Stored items
──────────
use clap::{Parser, Subcommand};
use std::path::PathBuf;
use std::sync::Arc;

use api_shared::{FileEntry, HealthService};
use filestore_core::{CoreConfig, FileStorageService, DEFAULT_STORAGE_DIR};

#[derive(Parser)]
#[command(name = "filestore")]
#[command(about = "File store administration CLI")]
struct Cli {
    /// Storage root directory
    #[arg(long, env = "FILES_STORAGE_PATH", default_value = DEFAULT_STORAGE_DIR)]
    storage_dir: PathBuf,

    #[command(subcommand)]
    command: Commands,
}

#[derive(Subcommand)]
enum Commands {
    /// List files, newest first
    List,
    /// Create or overwrite a file
    Create {
        /// Filename (a single path segment)
        filename: String,
        /// Text content (defaults to empty)
        #[arg(long, default_value = "")]
        content: String,
    },
    /// Print a file's text content
    Read {
        /// Filename
        filename: String,
    },
    /// Delete a file
    Delete {
        /// Filename
        filename: String,
    },
    /// Check the storage root and print the health report as JSON
    Health,
}

fn main() -> Result<(), Box<dyn std::error::Error>> {
    let cli = Cli::parse();

    let cfg = Arc::new(CoreConfig::new(
        cli.storage_dir,
        std::env::var("POD_NAME").unwrap_or_default(),
        std::env::var("NODE_NAME").unwrap_or_default(),
    )?);
    let service = FileStorageService::new(cfg.clone());

    match cli.command {
        Commands::List => {
            let files = service.list()?;
            if files.is_empty() {
                println!("No files found.");
            } else {
                for file in files.into_iter().map(FileEntry::from) {
                    println!(
                        "{}\t{} bytes\t{}\t{}",
                        file.name, file.size, file.modified, file.mime_type
                    );
                }
            }
        }
        Commands::Create { filename, content } => {
            let filename = service.create(Some(&filename), &content)?;
            println!("File \"{}\" created successfully", filename);
        }
        Commands::Read { filename } => {
            print!("{}", service.read(&filename)?);
        }
        Commands::Delete { filename } => {
            let filename = service.delete(&filename)?;
            println!("File \"{}\" deleted successfully", filename);
        }
        Commands::Health => {
            let report = HealthService::new(cfg).check_health();
            println!("{}", serde_json::to_string_pretty(&report)?);
            if !report.is_healthy() {
                std::process::exit(1);
            }
        }
    }

    Ok(())
}

#[cfg(test)]
mod tests {
    use super::*;
    use clap::CommandFactory;

    #[test]
    fn cli_definition_is_valid() {
        Cli::command().debug_assert();
    }

    #[test]
    fn parses_create_with_content() {
        let cli = Cli::try_parse_from([
            "filestore",
            "--storage-dir",
            "/tmp/files",
            "create",
            "notes.txt",
            "--content",
            "hello",
        ])
        .unwrap();

        assert_eq!(cli.storage_dir, PathBuf::from("/tmp/files"));
        match cli.command {
            Commands::Create { filename, content } => {
                assert_eq!(filename, "notes.txt");
                assert_eq!(content, "hello");
            }
            _ => panic!("expected create"),
        }
    }
}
──────────
PROBLEM REQUIREMENTS
Every entry should be duplicated exactly as written.

EXERCISE RESULT
use clap::{Parser, Subcommand};
use std::path::PathBuf;
use std::sync::Arc;

use api_shared::{FileEntry, HealthService};
use filestore_core::{CoreConfig, FileStorageService, DEFAULT_STORAGE_DIR};

#[derive(Parser)]
#[command(name = "filestore")]
#[command(about = "File store administration CLI")]
struct Cli {
    /// Storage root directory
    #[arg(long, env = "FILES_STORAGE_PATH", default_value = DEFAULT_STORAGE_DIR)]
    storage_dir: PathBuf,

    #[command(subcommand)]
    command: Commands,
}

#[derive(Subcommand)]
enum Commands {
    /// List files, newest first
    List,
    /// Create or overwrite a file
    Create {
        /// Filename (a single path segment)
        filename: String,
        /// Text content (defaults to empty)
        #[arg(long, default_value = "")]
        content: String,
    },
    /// Print a file's text content
    Read {
        /// Filename
        filename: String,
    },
    /// Delete a file
    Delete {
        /// Filename
        filename: String,
    },
    /// Check the storage root and print the health report as JSON
    Health,
}

fn main() -> Result<(), Box<dyn std::error::Error>> {
    let cli = Cli::parse();

    let cfg = Arc::new(CoreConfig::new(
        cli.storage_dir,
        std::env::var("POD_NAME").unwrap_or_default(),
        std::env::var("NODE_NAME").unwrap_or_default(),
    )?);
    let service = FileStorageService::new(cfg.clone());

    match cli.command {
        Commands::List => {
            let files = service.list()?;
            if files.is_empty() {
                println!("No files found.");
            } else {
                for file in files.into_iter().map(FileEntry::from) {
                    println!(
                        "{}\t{} bytes\t{}\t{}",
                        file.name, file.size, file.modified, file.mime_type
                    );
                }
            }
        }
        Commands::Create { filename, content } => {
            let filename = service.create(Some(&filename), &content)?;
            println!("File \"{}\" created successfully", filename);
        }
        Commands::Read { filename } => {
            print!("{}", service.read(&filename)?);
        }
        Commands::Delete { filename } => {
            let filename = service.delete(&filename)?;
            println!("File \"{}\" deleted successfully", filename);
        }
        Commands::Health => {
            let report = HealthService::new(cfg).check_health();
            println!("{}", serde_json::to_string_pretty(&report)?);
            if !report.is_healthy() {
                std::process::exit(1);
            }
        }
    }

    Ok(())
}

#[cfg(test)]
mod tests {
    use super::*;
    use clap::CommandFactory;

    #[test]
    fn cli_definition_is_valid() {
        Cli::command().debug_assert();
    }

    #[test]
    fn parses_create_with_content() {
        let cli = Cli::try_parse_from([
            "filestore",
            "--storage-dir",
            "/tmp/files",
            "create",
            "notes.txt",
            "--content",
            "hello",
        ])
        .unwrap();

        assert_eq!(cli.storage_dir, PathBuf::from("/tmp/files"));
        match cli.command {
            Commands::Create { filename, content } => {
                assert_eq!(filename, "notes.txt");
                assert_eq!(content, "hello");
            }
            _ => panic!("expected create"),
        }
    }
}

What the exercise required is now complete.